_WHAT IS BEING ASKED_. Quote exactly and only this range of lines in the data below: the line that holds "pub fn with_on_cycle(mut" to the line that holds "D: Fn(&N) -> Result<Vec<N>, BoxError> +", both included.

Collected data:
##############################

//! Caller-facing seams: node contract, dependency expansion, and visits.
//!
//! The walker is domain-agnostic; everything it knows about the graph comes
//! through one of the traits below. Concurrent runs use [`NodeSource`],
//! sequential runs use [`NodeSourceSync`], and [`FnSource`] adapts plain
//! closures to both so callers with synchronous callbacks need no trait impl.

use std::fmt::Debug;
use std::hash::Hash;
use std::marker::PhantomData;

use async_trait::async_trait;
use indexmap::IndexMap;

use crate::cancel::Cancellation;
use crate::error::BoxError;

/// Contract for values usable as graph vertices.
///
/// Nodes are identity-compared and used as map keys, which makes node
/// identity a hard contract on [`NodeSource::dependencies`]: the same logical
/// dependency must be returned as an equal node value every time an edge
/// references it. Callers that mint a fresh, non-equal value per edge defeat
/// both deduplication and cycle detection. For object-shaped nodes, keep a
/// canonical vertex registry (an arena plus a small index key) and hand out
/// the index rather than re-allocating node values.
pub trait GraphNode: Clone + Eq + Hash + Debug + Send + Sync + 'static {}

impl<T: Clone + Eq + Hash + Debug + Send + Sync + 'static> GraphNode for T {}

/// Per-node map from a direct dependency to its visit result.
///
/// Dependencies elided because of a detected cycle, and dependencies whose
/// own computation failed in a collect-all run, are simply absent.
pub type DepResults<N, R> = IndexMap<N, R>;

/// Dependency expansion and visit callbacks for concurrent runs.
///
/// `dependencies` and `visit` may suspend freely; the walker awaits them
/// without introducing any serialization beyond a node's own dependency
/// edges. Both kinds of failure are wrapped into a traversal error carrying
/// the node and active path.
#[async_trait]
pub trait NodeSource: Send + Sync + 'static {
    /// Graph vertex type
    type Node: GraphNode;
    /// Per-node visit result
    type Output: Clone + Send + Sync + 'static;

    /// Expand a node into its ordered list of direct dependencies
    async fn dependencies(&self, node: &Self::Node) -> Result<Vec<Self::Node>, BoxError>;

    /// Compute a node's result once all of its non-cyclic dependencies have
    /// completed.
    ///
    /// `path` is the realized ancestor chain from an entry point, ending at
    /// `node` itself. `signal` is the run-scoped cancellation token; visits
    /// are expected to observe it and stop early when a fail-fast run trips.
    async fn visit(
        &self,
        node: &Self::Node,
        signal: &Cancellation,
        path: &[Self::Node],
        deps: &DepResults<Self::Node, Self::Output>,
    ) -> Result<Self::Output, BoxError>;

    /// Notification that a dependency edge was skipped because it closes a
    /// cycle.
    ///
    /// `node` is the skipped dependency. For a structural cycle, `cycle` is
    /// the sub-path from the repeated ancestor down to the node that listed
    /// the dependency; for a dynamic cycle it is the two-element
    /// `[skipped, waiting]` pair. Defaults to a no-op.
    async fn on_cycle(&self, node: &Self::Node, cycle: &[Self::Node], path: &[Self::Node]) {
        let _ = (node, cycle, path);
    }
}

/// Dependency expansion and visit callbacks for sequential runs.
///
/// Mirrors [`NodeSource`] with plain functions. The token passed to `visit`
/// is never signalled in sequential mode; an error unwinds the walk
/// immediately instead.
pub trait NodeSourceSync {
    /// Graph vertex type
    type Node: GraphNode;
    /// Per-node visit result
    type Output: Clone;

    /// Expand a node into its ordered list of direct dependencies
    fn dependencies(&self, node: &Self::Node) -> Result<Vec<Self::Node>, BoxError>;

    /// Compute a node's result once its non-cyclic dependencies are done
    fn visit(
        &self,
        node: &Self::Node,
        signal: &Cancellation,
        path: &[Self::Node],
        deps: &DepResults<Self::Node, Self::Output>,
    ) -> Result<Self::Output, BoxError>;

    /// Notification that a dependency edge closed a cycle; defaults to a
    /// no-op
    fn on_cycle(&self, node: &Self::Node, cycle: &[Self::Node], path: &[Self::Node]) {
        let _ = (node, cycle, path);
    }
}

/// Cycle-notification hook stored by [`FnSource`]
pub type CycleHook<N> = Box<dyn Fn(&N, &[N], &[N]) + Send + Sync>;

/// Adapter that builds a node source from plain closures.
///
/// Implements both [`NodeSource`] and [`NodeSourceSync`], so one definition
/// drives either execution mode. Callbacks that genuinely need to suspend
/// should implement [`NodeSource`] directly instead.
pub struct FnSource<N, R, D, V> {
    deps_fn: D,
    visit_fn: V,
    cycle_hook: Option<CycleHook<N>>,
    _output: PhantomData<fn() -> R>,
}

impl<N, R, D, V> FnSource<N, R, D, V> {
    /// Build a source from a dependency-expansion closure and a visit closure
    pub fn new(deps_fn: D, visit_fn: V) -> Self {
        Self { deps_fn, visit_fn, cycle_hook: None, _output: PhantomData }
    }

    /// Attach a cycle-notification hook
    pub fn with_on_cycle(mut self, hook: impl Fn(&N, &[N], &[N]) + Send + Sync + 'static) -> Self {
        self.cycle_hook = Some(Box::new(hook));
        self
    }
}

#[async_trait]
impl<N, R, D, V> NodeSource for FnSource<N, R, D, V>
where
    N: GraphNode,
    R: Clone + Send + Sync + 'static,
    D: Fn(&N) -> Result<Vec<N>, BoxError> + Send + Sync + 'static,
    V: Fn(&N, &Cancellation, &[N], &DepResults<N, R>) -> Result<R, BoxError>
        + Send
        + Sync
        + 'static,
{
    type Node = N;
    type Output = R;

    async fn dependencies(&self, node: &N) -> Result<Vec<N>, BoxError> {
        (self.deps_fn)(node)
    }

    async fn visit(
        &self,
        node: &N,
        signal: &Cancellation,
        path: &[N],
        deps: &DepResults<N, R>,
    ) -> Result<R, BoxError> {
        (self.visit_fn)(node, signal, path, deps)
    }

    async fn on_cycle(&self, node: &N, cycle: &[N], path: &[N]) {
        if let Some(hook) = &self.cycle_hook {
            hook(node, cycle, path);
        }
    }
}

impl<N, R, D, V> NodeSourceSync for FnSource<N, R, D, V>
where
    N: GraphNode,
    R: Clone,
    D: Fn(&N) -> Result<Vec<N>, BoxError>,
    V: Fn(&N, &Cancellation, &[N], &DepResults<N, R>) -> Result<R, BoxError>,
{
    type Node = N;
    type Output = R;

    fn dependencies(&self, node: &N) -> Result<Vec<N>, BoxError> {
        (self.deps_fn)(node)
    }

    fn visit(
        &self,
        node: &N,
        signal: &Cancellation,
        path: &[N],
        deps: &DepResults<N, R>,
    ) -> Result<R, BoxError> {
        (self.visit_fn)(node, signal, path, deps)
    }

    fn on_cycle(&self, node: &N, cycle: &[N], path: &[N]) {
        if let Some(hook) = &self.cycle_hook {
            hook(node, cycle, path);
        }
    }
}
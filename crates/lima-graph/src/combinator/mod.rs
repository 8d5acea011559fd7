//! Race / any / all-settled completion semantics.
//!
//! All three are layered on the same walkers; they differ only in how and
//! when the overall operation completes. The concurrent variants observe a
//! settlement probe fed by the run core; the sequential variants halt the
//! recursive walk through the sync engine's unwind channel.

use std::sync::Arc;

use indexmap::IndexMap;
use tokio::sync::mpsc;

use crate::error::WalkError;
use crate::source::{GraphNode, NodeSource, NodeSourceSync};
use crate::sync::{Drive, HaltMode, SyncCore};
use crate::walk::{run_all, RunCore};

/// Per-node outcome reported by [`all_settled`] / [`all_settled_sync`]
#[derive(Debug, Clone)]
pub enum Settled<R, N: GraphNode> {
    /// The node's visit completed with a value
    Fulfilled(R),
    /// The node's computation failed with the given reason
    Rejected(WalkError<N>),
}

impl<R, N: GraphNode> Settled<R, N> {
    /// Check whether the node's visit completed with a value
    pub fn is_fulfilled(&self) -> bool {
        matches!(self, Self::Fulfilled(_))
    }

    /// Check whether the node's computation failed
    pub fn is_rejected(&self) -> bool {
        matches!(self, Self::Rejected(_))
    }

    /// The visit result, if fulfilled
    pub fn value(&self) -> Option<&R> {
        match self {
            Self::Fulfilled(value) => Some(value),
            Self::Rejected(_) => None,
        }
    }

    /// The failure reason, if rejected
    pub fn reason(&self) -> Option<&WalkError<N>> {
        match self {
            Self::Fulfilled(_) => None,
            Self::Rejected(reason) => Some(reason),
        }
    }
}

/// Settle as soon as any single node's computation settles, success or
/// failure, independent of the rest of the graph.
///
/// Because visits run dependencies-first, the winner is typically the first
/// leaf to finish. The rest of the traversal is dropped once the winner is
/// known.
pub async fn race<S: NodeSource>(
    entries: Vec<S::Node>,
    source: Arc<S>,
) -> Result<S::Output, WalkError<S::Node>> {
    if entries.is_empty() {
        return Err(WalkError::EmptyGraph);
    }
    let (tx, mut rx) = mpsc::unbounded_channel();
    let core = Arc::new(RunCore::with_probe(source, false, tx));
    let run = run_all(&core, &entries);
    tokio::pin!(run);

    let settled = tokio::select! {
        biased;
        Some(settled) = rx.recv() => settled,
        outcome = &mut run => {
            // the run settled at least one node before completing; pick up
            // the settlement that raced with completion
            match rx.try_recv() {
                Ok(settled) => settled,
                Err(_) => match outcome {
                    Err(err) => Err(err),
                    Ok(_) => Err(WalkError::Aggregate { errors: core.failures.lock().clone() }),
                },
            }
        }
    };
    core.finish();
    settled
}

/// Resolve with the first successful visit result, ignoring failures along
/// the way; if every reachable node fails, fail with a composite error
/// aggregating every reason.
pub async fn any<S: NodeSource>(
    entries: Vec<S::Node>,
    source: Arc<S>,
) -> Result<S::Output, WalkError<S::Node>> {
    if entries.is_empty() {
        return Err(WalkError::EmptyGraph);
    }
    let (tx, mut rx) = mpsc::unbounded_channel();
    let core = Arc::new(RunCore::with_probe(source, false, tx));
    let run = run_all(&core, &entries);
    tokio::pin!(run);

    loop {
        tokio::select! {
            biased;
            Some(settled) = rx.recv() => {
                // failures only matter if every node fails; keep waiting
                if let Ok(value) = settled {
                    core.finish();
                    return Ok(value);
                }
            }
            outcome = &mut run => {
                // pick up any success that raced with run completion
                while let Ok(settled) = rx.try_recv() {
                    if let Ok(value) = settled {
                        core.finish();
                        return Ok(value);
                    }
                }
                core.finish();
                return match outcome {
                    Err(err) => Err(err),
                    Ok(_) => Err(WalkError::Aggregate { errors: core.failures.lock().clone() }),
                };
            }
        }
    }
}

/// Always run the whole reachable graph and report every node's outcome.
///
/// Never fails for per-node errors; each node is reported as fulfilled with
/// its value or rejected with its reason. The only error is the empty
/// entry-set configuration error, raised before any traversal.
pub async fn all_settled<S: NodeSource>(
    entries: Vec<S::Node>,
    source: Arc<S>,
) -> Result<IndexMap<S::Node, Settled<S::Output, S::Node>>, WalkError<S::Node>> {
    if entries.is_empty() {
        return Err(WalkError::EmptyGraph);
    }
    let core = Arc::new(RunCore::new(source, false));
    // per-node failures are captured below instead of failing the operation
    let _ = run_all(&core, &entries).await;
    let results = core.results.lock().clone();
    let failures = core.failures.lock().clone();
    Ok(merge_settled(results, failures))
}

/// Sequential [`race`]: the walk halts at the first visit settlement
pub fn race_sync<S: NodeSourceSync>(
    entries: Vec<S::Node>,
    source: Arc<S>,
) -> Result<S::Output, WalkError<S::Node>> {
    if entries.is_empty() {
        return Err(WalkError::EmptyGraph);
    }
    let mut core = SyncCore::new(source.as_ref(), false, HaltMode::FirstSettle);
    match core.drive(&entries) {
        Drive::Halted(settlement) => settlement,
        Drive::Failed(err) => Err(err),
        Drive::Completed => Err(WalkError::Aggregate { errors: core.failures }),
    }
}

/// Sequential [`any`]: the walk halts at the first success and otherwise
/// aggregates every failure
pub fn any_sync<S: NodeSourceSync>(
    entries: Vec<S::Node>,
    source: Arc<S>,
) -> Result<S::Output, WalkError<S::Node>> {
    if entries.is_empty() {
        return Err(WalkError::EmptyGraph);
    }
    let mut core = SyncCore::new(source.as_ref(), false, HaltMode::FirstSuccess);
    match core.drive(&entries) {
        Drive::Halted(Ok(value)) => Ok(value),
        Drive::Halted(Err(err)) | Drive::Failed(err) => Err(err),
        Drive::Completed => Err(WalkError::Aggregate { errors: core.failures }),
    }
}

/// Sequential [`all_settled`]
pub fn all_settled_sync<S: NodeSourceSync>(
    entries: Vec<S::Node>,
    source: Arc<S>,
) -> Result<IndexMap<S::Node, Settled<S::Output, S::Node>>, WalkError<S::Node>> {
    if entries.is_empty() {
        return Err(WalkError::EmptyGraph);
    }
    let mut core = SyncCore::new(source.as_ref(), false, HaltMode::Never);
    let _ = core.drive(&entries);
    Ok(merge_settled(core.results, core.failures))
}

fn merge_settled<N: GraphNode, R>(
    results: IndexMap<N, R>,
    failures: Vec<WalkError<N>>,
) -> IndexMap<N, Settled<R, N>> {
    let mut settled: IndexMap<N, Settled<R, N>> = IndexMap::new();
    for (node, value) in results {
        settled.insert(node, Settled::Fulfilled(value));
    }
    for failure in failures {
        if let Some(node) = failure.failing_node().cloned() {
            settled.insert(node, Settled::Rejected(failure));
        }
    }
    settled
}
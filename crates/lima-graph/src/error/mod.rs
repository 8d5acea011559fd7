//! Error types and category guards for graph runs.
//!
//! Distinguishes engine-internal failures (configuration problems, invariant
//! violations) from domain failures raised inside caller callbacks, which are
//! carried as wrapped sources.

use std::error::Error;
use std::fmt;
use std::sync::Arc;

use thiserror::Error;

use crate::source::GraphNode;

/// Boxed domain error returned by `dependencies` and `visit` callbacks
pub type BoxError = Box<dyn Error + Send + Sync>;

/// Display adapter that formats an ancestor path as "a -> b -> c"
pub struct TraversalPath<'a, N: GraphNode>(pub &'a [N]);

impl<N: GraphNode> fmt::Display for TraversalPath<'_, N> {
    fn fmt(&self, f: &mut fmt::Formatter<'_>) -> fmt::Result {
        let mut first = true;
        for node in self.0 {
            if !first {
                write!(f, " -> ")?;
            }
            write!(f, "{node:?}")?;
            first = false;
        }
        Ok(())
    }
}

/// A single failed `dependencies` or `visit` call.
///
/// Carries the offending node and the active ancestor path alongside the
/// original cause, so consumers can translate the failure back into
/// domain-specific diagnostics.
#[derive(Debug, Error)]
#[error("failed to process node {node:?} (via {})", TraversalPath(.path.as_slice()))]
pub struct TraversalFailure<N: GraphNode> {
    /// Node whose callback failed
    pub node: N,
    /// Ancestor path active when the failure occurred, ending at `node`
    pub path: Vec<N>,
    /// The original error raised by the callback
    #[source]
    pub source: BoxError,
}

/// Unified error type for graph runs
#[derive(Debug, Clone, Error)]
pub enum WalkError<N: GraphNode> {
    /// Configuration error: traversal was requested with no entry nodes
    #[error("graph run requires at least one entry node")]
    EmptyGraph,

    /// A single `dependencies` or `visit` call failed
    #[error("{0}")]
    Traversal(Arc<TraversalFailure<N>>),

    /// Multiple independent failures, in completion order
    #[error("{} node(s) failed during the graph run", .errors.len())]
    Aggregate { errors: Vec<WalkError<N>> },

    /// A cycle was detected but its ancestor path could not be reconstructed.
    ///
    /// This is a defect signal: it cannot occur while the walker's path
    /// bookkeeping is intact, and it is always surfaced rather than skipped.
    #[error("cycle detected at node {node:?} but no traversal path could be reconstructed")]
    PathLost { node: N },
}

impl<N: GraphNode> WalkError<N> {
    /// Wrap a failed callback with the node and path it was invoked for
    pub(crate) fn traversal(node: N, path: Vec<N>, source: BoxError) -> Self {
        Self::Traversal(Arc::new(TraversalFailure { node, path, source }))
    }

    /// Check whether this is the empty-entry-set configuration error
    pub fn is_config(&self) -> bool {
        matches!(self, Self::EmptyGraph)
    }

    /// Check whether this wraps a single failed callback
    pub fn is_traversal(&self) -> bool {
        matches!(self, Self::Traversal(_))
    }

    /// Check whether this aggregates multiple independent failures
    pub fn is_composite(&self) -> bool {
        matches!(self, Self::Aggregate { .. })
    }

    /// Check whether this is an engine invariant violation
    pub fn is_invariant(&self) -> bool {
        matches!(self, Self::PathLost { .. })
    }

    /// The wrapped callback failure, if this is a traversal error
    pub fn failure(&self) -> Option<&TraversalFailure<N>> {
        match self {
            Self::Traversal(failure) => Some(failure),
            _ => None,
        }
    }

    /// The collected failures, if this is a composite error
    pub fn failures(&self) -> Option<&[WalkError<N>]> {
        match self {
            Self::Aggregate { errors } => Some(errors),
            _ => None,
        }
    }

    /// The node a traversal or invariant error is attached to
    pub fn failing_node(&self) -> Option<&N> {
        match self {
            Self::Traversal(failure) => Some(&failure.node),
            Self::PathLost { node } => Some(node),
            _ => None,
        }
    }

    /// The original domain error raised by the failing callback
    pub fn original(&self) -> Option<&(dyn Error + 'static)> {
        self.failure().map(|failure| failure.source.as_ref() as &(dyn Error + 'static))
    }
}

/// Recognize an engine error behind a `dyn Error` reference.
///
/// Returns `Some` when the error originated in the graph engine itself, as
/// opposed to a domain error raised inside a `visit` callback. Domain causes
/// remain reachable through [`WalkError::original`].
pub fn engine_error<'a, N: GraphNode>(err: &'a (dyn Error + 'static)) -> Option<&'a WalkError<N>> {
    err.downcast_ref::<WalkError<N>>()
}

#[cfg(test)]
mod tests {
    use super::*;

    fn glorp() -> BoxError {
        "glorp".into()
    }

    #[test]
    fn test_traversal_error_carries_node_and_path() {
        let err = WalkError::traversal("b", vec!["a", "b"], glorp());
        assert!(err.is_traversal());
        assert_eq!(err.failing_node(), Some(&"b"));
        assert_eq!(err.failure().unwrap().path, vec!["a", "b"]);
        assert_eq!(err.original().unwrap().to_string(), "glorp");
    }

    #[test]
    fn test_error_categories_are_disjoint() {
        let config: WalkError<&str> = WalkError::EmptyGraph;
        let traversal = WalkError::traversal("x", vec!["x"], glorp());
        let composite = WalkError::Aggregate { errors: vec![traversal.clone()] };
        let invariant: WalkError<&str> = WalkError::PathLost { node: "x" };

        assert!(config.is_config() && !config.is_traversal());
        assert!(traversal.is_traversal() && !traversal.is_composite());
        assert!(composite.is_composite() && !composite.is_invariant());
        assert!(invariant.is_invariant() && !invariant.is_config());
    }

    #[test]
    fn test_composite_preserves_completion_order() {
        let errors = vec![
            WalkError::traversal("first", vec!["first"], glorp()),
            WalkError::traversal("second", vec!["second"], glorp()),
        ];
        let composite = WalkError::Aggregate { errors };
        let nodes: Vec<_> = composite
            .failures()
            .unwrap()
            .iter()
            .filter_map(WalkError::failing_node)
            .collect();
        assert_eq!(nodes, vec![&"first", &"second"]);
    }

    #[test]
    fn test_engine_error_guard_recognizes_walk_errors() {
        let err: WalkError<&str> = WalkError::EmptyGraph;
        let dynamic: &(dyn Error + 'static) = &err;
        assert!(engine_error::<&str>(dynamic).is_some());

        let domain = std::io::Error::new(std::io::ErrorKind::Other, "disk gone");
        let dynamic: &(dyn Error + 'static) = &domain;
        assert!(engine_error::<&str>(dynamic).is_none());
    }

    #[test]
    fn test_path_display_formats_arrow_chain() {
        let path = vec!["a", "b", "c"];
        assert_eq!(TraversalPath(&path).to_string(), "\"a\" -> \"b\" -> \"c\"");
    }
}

##############################

_EXERCISE RESPONSE_.
    pub fn with_on_cycle(mut self, hook: impl Fn(&N, &[N], &[N]) + Send + Sync + 'static) -> Self {
        self.cycle_hook = Some(Box::new(hook));
        self
    }
}

#[async_trait]
impl<N, R, D, V> NodeSource for FnSource<N, R, D, V>
where
    N: GraphNode,
    R: Clone + Send + Sync + 'static,
    D: Fn(&N) -> Result<Vec<N>, BoxError> + Send + Sync + 'static,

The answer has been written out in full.